Model and Geo Indexes
- Nodes are indexed by model, region, and runtime state;
- Used for real-time matchmaking of jobs to eligible nodes;
- Enables localized routing and load balancing.
Pause and Ban Flags
- Admin actions can mark nodes for:
- Forced pause (temporary removal);
- Freeze (hard lock for violations);
- Shadow-ban (excluded from routing but not visible to user).
Fast Queues
- Used to manage queues of idle nodes ready to accept jobs;
- Model-specific or priority-specific routing channels.
Use Cases
- Real-time inference job assignment;
- Rapid rebalancing of load after node changes;
- Auto-retry logic for failed jobs;
- Quarantine handling for misbehaving nodes;
- Edge caching for frequently accessed state (e.g., Subcloud lists).
Lifecycle and Expiry
Redis data is ephemeral by design.
It holds only the current live state and is flushed or expired based on TTL or system events.

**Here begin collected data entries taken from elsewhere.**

//! Configuration settings for Replikk.

use serde::{Deserialize, Serialize};
use std::path::PathBuf;

/// Root configuration structure.
#[derive(Debug, Clone, Serialize, Deserialize)]
#[serde(default)]
#[derive(Default)]
pub struct Settings {
    pub general: GeneralSettings,
    pub subtitles: SubtitleSettings,
    pub chunking: ChunkingSettings,
    pub embedding: EmbeddingSettings,
    pub vector_store: VectorStoreSettings,
    pub rag: RagSettings,
    pub prompts: PromptSettings,
}


/// General application settings.
#[derive(Debug, Clone, Serialize, Deserialize)]
#[serde(default)]
pub struct GeneralSettings {
    /// Directory for storing application data.
    pub data_dir: String,
    /// Log level (trace, debug, info, warn, error).
    pub log_level: String,
}

impl Default for GeneralSettings {
    fn default() -> Self {
        Self {
            data_dir: "~/.replikk".to_string(),
            log_level: "info".to_string(),
        }
    }
}

/// Subtitle corpus settings.
#[derive(Debug, Clone, Serialize, Deserialize)]
#[serde(default)]
pub struct SubtitleSettings {
    /// Directory containing SxxEyy.txt subtitle files.
    pub dir: String,
}

impl Default for SubtitleSettings {
    fn default() -> Self {
        Self {
            dir: "~/.replikk/subtitles".to_string(),
        }
    }
}

/// Line-window chunking settings.
#[derive(Debug, Clone, Serialize, Deserialize)]
#[serde(default)]
pub struct ChunkingSettings {
    /// Number of dialogue lines per chunk.
    pub window_lines: usize,
    /// Lines shared between consecutive chunks. Must be smaller than the window.
    pub overlap_lines: usize,
}

impl Default for ChunkingSettings {
    fn default() -> Self {
        Self {
            window_lines: 12,
            overlap_lines: 2,
        }
    }
}

/// Embedding generation settings.
#[derive(Debug, Clone, Serialize, Deserialize)]
#[serde(default)]
pub struct EmbeddingSettings {
    /// Embedding provider (openai).
    pub provider: String,
    /// Embedding model to use.
    pub model: String,
    /// Embedding dimensions.
    pub dimensions: u32,
    /// HTTP timeout for embedding requests.
    pub request_timeout_seconds: u64,
}

impl Default for EmbeddingSettings {
    fn default() -> Self {
        Self {
            provider: "openai".to_string(),
            model: "text-embedding-3-small".to_string(),
            dimensions: 1536,
            request_timeout_seconds: 30,
        }
    }
}

/// Vector store settings.
#[derive(Debug, Clone, Serialize, Deserialize)]
#[serde(default)]
pub struct VectorStoreSettings {
    /// Vector store provider (sqlite, memory).
    pub provider: String,
    /// Path to SQLite database (for sqlite provider).
    pub sqlite_path: String,
}

impl Default for VectorStoreSettings {
    fn default() -> Self {
        Self {
            provider: "sqlite".to_string(),
            sqlite_path: "~/.replikk/index.db".to_string(),
        }
    }
}

/// RAG (Retrieval-Augmented Generation) settings.
#[derive(Debug, Clone, Serialize, Deserialize)]
#[serde(default)]
pub struct RagSettings {
    /// LLM model for answer generation.
    pub model: String,
    /// Number of chunks retrieved per question.
    pub top_k: usize,
    /// Sampling temperature for the answer model.
    pub temperature: f32,
    /// Maximum tokens in a generated answer.
    pub max_tokens: u32,
    /// HTTP timeout for generation requests.
    pub request_timeout_seconds: u64,
}

impl Default for RagSettings {
    fn default() -> Self {
        Self {
            model: "gpt-4o-mini".to_string(),
            top_k: 5,
            temperature: 0.2,
            max_tokens: 1000,
            request_timeout_seconds: 60,
        }
    }
}

/// Prompt customization settings.
#[derive(Debug, Clone, Serialize, Deserialize)]
#[serde(default)]
#[derive(Default)]
pub struct PromptSettings {
    /// Directory for custom prompts (overrides defaults).
    pub custom_dir: Option<String>,
    /// Custom variables available in all prompts as {{variable_name}}.
    pub variables: std::collections::HashMap<String, String>,
}


impl Settings {
    /// Load settings from the default configuration file.
    pub fn load() -> crate::error::Result<Self> {
        Self::load_from(None)
    }

    /// Load settings from a specific path, or default location if None.
    pub fn load_from(path: Option<&PathBuf>) -> crate::error::Result<Self> {
        let config_path = match path {
            Some(p) => p.clone(),
            None => Self::default_config_path(),
        };

        if config_path.exists() {
            let content = std::fs::read_to_string(&config_path)?;
            let settings: Settings = toml::from_str(&content)?;
            settings.validate()?;
            Ok(settings)
        } else {
            Ok(Settings::default())
        }
    }

    /// Save settings to the default configuration file.
    pub fn save(&self) -> crate::error::Result<()> {
        self.save_to(&Self::default_config_path())
    }

    /// Save settings to a specific path.
    pub fn save_to(&self, path: &PathBuf) -> crate::error::Result<()> {
        if let Some(parent) = path.parent() {
            std::fs::create_dir_all(parent)?;
        }
        let content = toml::to_string_pretty(self)
            .map_err(|e| crate::error::ReplikkError::Config(e.to_string()))?;
        std::fs::write(path, content)?;
        Ok(())
    }

    /// Reject configurations the pipeline cannot run with.
    pub fn validate(&self) -> crate::error::Result<()> {
        if self.chunking.window_lines == 0 {
            return Err(crate::error::ReplikkError::Config(
                "chunking.window_lines must be at least 1".to_string(),
            ));
        }
        if self.chunking.overlap_lines >= self.chunking.window_lines {
            return Err(crate::error::ReplikkError::Config(format!(
                "chunking.overlap_lines ({}) must be smaller than window_lines ({})",
                self.chunking.overlap_lines, self.chunking.window_lines
            )));
        }
        if self.rag.top_k == 0 {
            return Err(crate::error::ReplikkError::Config(
                "rag.top_k must be at least 1".to_string(),
            ));
        }
        match self.vector_store.provider.as_str() {
            "sqlite" | "memory" => {}
            other => {
                return Err(crate::error::ReplikkError::Config(format!(
                    "Unknown vector store provider: {}",
                    other
                )))
            }
        }
        Ok(())
    }

    /// Get the default configuration file path.
    pub fn default_config_path() -> PathBuf {
        dirs::config_dir()
            .unwrap_or_else(|| PathBuf::from("."))
            .join("replikk")
            .join("config.toml")
    }

    /// Expand shell variables in paths (e.g., ~).
    pub fn expand_path(path: &str) -> PathBuf {
        PathBuf::from(shellexpand::tilde(path).to_string())
    }

    /// Get the expanded data directory path.
    pub fn data_dir(&self) -> PathBuf {
        Self::expand_path(&self.general.data_dir)
    }

    /// Get the expanded subtitle directory path.
    pub fn subtitle_dir(&self) -> PathBuf {
        Self::expand_path(&self.subtitles.dir)
    }

    /// Get the expanded SQLite database path.
    pub fn sqlite_path(&self) -> PathBuf {
        Self::expand_path(&self.vector_store.sqlite_path)
    }
}

#[cfg(test)]
mod tests {
    use super::*;

    #[test]
    fn test_defaults_are_valid() {
        let settings = Settings::default();
        assert!(settings.validate().is_ok());
        assert_eq!(settings.chunking.window_lines, 12);
        assert_eq!(settings.chunking.overlap_lines, 2);
        assert_eq!(settings.rag.top_k, 5);
    }

    #[test]
    fn test_validate_rejects_overlap_ge_window() {
        let mut settings = Settings::default();
        settings.chunking.window_lines = 4;
        settings.chunking.overlap_lines = 4;
        assert!(settings.validate().is_err());
    }

    #[test]
    fn test_validate_rejects_unknown_store() {
        let mut settings = Settings::default();
        settings.vector_store.provider = "pinecone".to_string();
        assert!(settings.validate().is_err());
    }

    #[test]
    fn test_load_from_partial_toml_fills_defaults() {
        let dir = tempfile::tempdir().unwrap();
        let path = dir.path().join("config.toml");
        std::fs::write(&path, "[chunking]\nwindow_lines = 8\n").unwrap();

        let settings = Settings::load_from(Some(&path)).unwrap();
        assert_eq!(settings.chunking.window_lines, 8);
        assert_eq!(settings.chunking.overlap_lines, 2);
        assert_eq!(settings.embedding.model, "text-embedding-3-small");
    }

    #[test]
    fn test_save_and_reload_roundtrip() {
        let dir = tempfile::tempdir().unwrap();
        let path = dir.path().join("nested").join("config.toml");

        let mut settings = Settings::default();
        settings.rag.top_k = 7;
        settings.save_to(&path).unwrap();

        let loaded = Settings::load_from(Some(&path)).unwrap();
        assert_eq!(loaded.rag.top_k, 7);
    }
}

If the Redis cache is lost or restarted:
- Nodes will re-register on next sync;
- Jobs in queue will be recovered via RabbitMQ;
- No long-term data is lost, as Redis is not a source of truth.
Notes
- Redis is used in conjunction with RabbitMQ to coordinate routing;
- Read/write latency is optimized for less than 10ms under load;
- In multi-region deployments, Redis is replicated regionally with sync fallback to central instances.